Ex-presidente aprova instalação da Comissão da Verdade, mas acha que ela teria sido mais eficaz se criada 'lá atrás'

Jamil Chade, correspondente,

25 de janeiro de 2011 | 23h00

O ex-presidente Fernando Henrique Cardoso disse nesta terça, 25, ao Estado ser a favor da abertura de todos os arquivos da época do regime militar, mas admitiu que a dificuldade será encontrar os documentos. "Eu mesmo falei com eles (os militares) quando presidente e eles insistem que não há documentos", afirmou. Acrescentou ainda ser contra a ideia de prolongar o sigilo por mais 50 anos - o que está no decreto 4.553/02, em cujo texto ele colocou suas iniciais em seu último dia no Planalto. "Sou contra isso, temos sim de abrir os arquivos", acrescentou.

 

 

 

Sobre a dificuldade de encontrar novos documentos, acredita que o Exército diz a verdade. "Claro que havia, como não haveria. Mas foram jogados fora. Os responsáveis tiraram. Essa é que é a questão mais grave. Pode ser que descubram documentos. Mas, oficialmente, pode abrir à vontade que não vão achar nada", alertou FHC.

 

 

 

 

Ele se declarou também favorável à criação de uma Comissão da Verdade, como sugere a presidente Dilma Rousseff - mas questiona a eficiência dessa iniciativa, quase 20 anos após o fim da ditadura. "Talvez fosse mais eficiente se tivéssemos criado isso tudo mais lá atrás. Muitas pessoas já morreram. E morreram dos dois lados.

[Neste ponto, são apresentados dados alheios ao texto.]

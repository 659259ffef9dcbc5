use std::io;

use dechain::{CertificateSpan, ExtractedCertificate};

/// Renders the verbose detail line for one accepted span: where it starts
/// in the source buffer and a hex preview of its header bytes.
pub fn render_detail(
    span: &CertificateSpan,
    cert: &ExtractedCertificate<'_>,
    out: &mut dyn io::Write,
) -> io::Result<()> {
    let preview = &cert.data[..cert.data.len().min(8)];
    writeln!(
        out,
        "  offset {:#x}, header {}",
        span.start,
        hex::encode(preview)
    )
}

/// Renders the end-of-run summary: the count and the assigned names, or an
/// explicit message when the scan found nothing.
pub fn render_summary(
    certs: &[ExtractedCertificate<'_>],
    out: &mut dyn io::Write,
) -> io::Result<()> {
    if certs.is_empty() {
        writeln!(out, "No certificates found in the input file")?;
        return Ok(());
    }
    writeln!(out, "Successfully extracted {} certificates", certs.len())?;
    for cert in certs {
        writeln!(out, "  {}", cert.name)?;
    }
    Ok(())
}

#[cfg(test)]
mod tests {
    use super::{render_detail, render_summary};
    use dechain::{extract, scan};

    fn chain(count: usize) -> Vec<u8> {
        let mut data = vec![];
        for _ in 0..count {
            let start = data.len();
            data.extend([0x30, 0x81, 0x80, 0x30]);
            data.resize(start + 131, 0xaa);
        }
        data
    }

    #[test]
    fn test_render_summary() {
        let data = chain(2);
        let certs = extract(&data, &scan(&data), "intel-int", 3);

        let mut output = vec![];
        render_summary(&certs, &mut output).unwrap();
        assert_eq!(
            std::str::from_utf8(&output).unwrap(),
            "Successfully extracted 2 certificates\n  intel-int3\n  intel-int4\n"
        );
    }

    #[test]
    fn test_render_summary_empty() {
        let mut output = vec![];
        render_summary(&[], &mut output).unwrap();
        assert_eq!(
            std::str::from_utf8(&output).unwrap(),
            "No certificates found in the input file\n"
        );
    }

    #[test]
    fn test_render_detail() {
        let data = chain(2);
        let spans = scan(&data);
        let certs = extract(&data, &spans, "intel-int", 3);

        let mut output = vec![];
        render_detail(&spans[1], &certs[1], &mut output).unwrap();
        assert_eq!(
            std::str::from_utf8(&output).unwrap(),
            "  offset 0x83, header 30818030aaaaaaaa\n"
        );
    }
}
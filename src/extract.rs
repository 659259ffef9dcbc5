use crate::scanner::CertificateSpan;

/// One certificate sliced out of a chain buffer, paired with its assigned
/// sequential index and name.
#[derive(Debug, PartialEq, Eq)]
pub struct ExtractedCertificate<'a> {
    pub index: u32,
    pub name: String,
    pub data: &'a [u8],
}

/// Slices each span out of `data` and assigns sequential names.
///
/// Position `idx` in the span list gets index `start_index + idx`, so
/// naming order reflects byte-offset order in the source buffer. Spans
/// must have been produced by scanning `data`.
pub fn extract<'a>(
    data: &'a [u8],
    spans: &[CertificateSpan],
    prefix: &str,
    start_index: u32,
) -> Vec<ExtractedCertificate<'a>> {
    spans
        .iter()
        .enumerate()
        .map(|(idx, span)| {
            let index = start_index + idx as u32;
            ExtractedCertificate {
                index,
                name: certificate_name(prefix, index),
                data: &data[span.start..span.end()],
            }
        })
        .collect()
}

/// The prefix followed by the decimal index, with no separator and no
/// zero-padding.
pub fn certificate_name(prefix: &str, index: u32) -> String {
    let mut buf = itoa::Buffer::new();
    let digits = buf.format(index);
    let mut name = String::with_capacity(prefix.len() + digits.len());
    name.push_str(prefix);
    name.push_str(digits);
    name
}
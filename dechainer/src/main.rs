use clap::Parser;
use std::error::Error;
use std::fs;
use std::io;
use std::path::PathBuf;

use dechain::{extract, scan, BuiltinEncoder, OpensslEncoder, PemEncoder};
use dechainer::{render_detail, render_summary};

#[derive(Copy, Clone, PartialEq, Eq, clap::ValueEnum)]
enum Converter {
    /// Convert with the openssl tool (skipped with a warning if absent)
    Openssl,
    /// Convert in-process without any external tool
    Builtin,
    /// Do not write PEM files at all
    None,
}

#[derive(clap::Parser)]
#[clap(about = "Extract certificates from a DER chain file")]
struct Args {
    /// Path to the input DER chain file
    #[clap()]
    input_file: PathBuf,

    /// Directory to save extracted certificates (default: current directory)
    #[clap(short, long)]
    output_dir: Option<PathBuf>,

    /// Prefix for certificate filenames
    #[clap(short, long, default_value = "intel-int")]
    prefix: String,

    /// Starting index for certificate numbering
    #[clap(short, long, default_value_t = 3)]
    start_index: u32,

    /// How to produce the PEM companion files
    #[clap(long, value_enum, default_value = "openssl")]
    converter: Converter,

    /// Print the offset and header bytes of each certificate found
    #[clap(short, long)]
    verbose: bool,
}

fn main() -> Result<(), Box<dyn Error>> {
    let args = Args::parse();

    if !args.input_file.is_file() {
        return Err(format!("input file {} not found", args.input_file.display()).into());
    }

    let output_dir = match args.output_dir {
        Some(dir) => {
            fs::create_dir_all(&dir)
                .map_err(|e| format!("cannot create output directory {}: {e}", dir.display()))?;
            dir
        }
        None => std::env::current_dir()?,
    };

    let data = fs::read(&args.input_file)?;
    let spans = scan(&data);
    let certs = extract(&data, &spans, &args.prefix, args.start_index);

    if certs.is_empty() {
        render_summary(&certs, &mut io::stdout().lock())?;
        return Ok(());
    }

    let encoder: Option<Box<dyn PemEncoder>> = match args.converter {
        Converter::Openssl => {
            let openssl = OpensslEncoder::new();
            if openssl.available() {
                Some(Box::new(openssl))
            } else {
                eprintln!("warning: openssl tool not found, skipping PEM conversion");
                None
            }
        }
        Converter::Builtin => Some(Box::new(BuiltinEncoder)),
        Converter::None => None,
    };

    for (position, cert) in certs.iter().enumerate() {
        let der_path = output_dir.join(format!("{}.der", cert.name));
        fs::write(&der_path, cert.data)?;
        println!(
            "Extracted certificate {} ({} bytes) to {}",
            position + 1,
            cert.data.len(),
            der_path.display()
        );
        if args.verbose {
            render_detail(&spans[position], cert, &mut io::stdout().lock())?;
        }

        let Some(encoder) = &encoder else { continue };
        let pem_path = output_dir.join(format!("{}.pem", cert.name));
        match encoder.encode(cert.data) {
            Ok(text) => {
                fs::write(&pem_path, text)?;
                println!("Converted to PEM format: {}", pem_path.display());
            }
            Err(e) => eprintln!("error converting {} to PEM: {e}", cert.name),
        }
    }

    render_summary(&certs, &mut io::stdout().lock())?;

    Ok(())
}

Hoje, seria mais um trabalho de memória."

 

 

 

 

O ex-presidente defende que essa memória seja respeitada e que as verdades sejam reveladas: "Acho que ainda vale a pena a ideia da Comissão." Ele afirmou, ainda, que não se pode comparar o que ocorreu no Brasil com a ditadura no Chile ou a situação em alguns países africanos.